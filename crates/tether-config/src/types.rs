//! Configuration types.
//!
//! Every struct implements [`Default`] with the same values as the embedded
//! `defaults.toml`, so a bare `[section]` header produces a working
//! configuration.

use std::path::PathBuf;

use serde::{Deserialize, Serialize};

/// Root configuration.
#[derive(Debug, Clone, Default, PartialEq, Eq, Serialize, Deserialize)]
#[serde(default)]
pub struct Config {
    /// Where the native module lives and how it is verified.
    pub native: NativeSection,
    /// Logging level, format, and per-crate directives.
    pub logging: LoggingSection,
}

/// Location and integrity settings for the native module.
#[derive(Debug, Clone, Default, PartialEq, Eq, Serialize, Deserialize)]
#[serde(default)]
pub struct NativeSection {
    /// Explicit path to the compiled library. Skips the directory search.
    pub path: Option<PathBuf>,
    /// Extra directories searched for the platform library file name, in order.
    pub search_dirs: Vec<PathBuf>,
    /// Expected blake3 digest of the library file (64 lowercase hex chars).
    pub hash: Option<String>,
    /// Refuse to load the library when no `hash` is configured.
    pub require_hash: bool,
}

/// Logging settings consumed by `tether-telemetry`.
#[derive(Debug, Clone, PartialEq, Eq, Serialize, Deserialize)]
#[serde(default)]
pub struct LoggingSection {
    /// Base filter level (`trace`, `debug`, `info`, `warn`, `error`).
    pub level: String,
    /// Output format (`pretty`, `compact`, `json`, `full`).
    pub format: String,
    /// Where log lines go (`stderr`, `stdout`, `file`).
    pub target: String,
    /// Directory for daily-rotated log files. Required when `target = "file"`.
    pub directory: Option<PathBuf>,
    /// Additional `tracing` filter directives, e.g. `tether_binding=debug`.
    pub directives: Vec<String>,
}

impl Default for LoggingSection {
    fn default() -> Self {
        Self {
            level: "info".to_owned(),
            format: "compact".to_owned(),
            target: "stderr".to_owned(),
            directory: None,
            directives: Vec::new(),
        }
    }
}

→ What is required:
Give the entries once more, exactly as they appear.

→ Task solution:
filename crates/tether-config/src/types.rs
//! Configuration types.
//!
//! Every struct implements [`Default`] with the same values as the embedded
//! `defaults.toml`, so a bare `[section]` header produces a working
//! configuration.

use std::path::PathBuf;

use serde::{Deserialize, Serialize};

/// Root configuration.
#[derive(Debug, Clone, Default, PartialEq, Eq, Serialize, Deserialize)]
#[serde(default)]
pub struct Config {
    /// Where the native module lives and how it is verified.
    pub native: NativeSection,
    /// Logging level, format, and per-crate directives.
    pub logging: LoggingSection,
}

/// Location and integrity settings for the native module.
#[derive(Debug, Clone, Default, PartialEq, Eq, Serialize, Deserialize)]
#[serde(default)]
pub struct NativeSection {
    /// Explicit path to the compiled library. Skips the directory search.
    pub path: Option<PathBuf>,
    /// Extra directories searched for the platform library file name, in order.
    pub search_dirs: Vec<PathBuf>,
    /// Expected blake3 digest of the library file (64 lowercase hex chars).
    pub hash: Option<String>,
    /// Refuse to load the library when no `hash` is configured.
    pub require_hash: bool,
}

/// Logging settings consumed by `tether-telemetry`.
#[derive(Debug, Clone, PartialEq, Eq, Serialize, Deserialize)]
#[serde(default)]
pub struct LoggingSection {
    /// Base filter level (`trace`, `debug`, `info`, `warn`, `error`).
    pub level: String,
    /// Output format (`pretty`, `compact`, `json`, `full`).
    pub format: String,
    /// Where log lines go (`stderr`, `stdout`, `file`).
    pub target: String,
    /// Directory for daily-rotated log files. Required when `target = "file"`.
    pub directory: Option<PathBuf>,
    /// Additional `tracing` filter directives, e.g. `tether_binding=debug`.
    pub directives: Vec<String>,
}

impl Default for LoggingSection {
    fn default() -> Self {
        Self {
            level: "info".to_owned(),
            format: "compact".to_owned(),
            target: "stderr".to_owned(),
            directory: None,
            directives: Vec::new(),
        }
    }
}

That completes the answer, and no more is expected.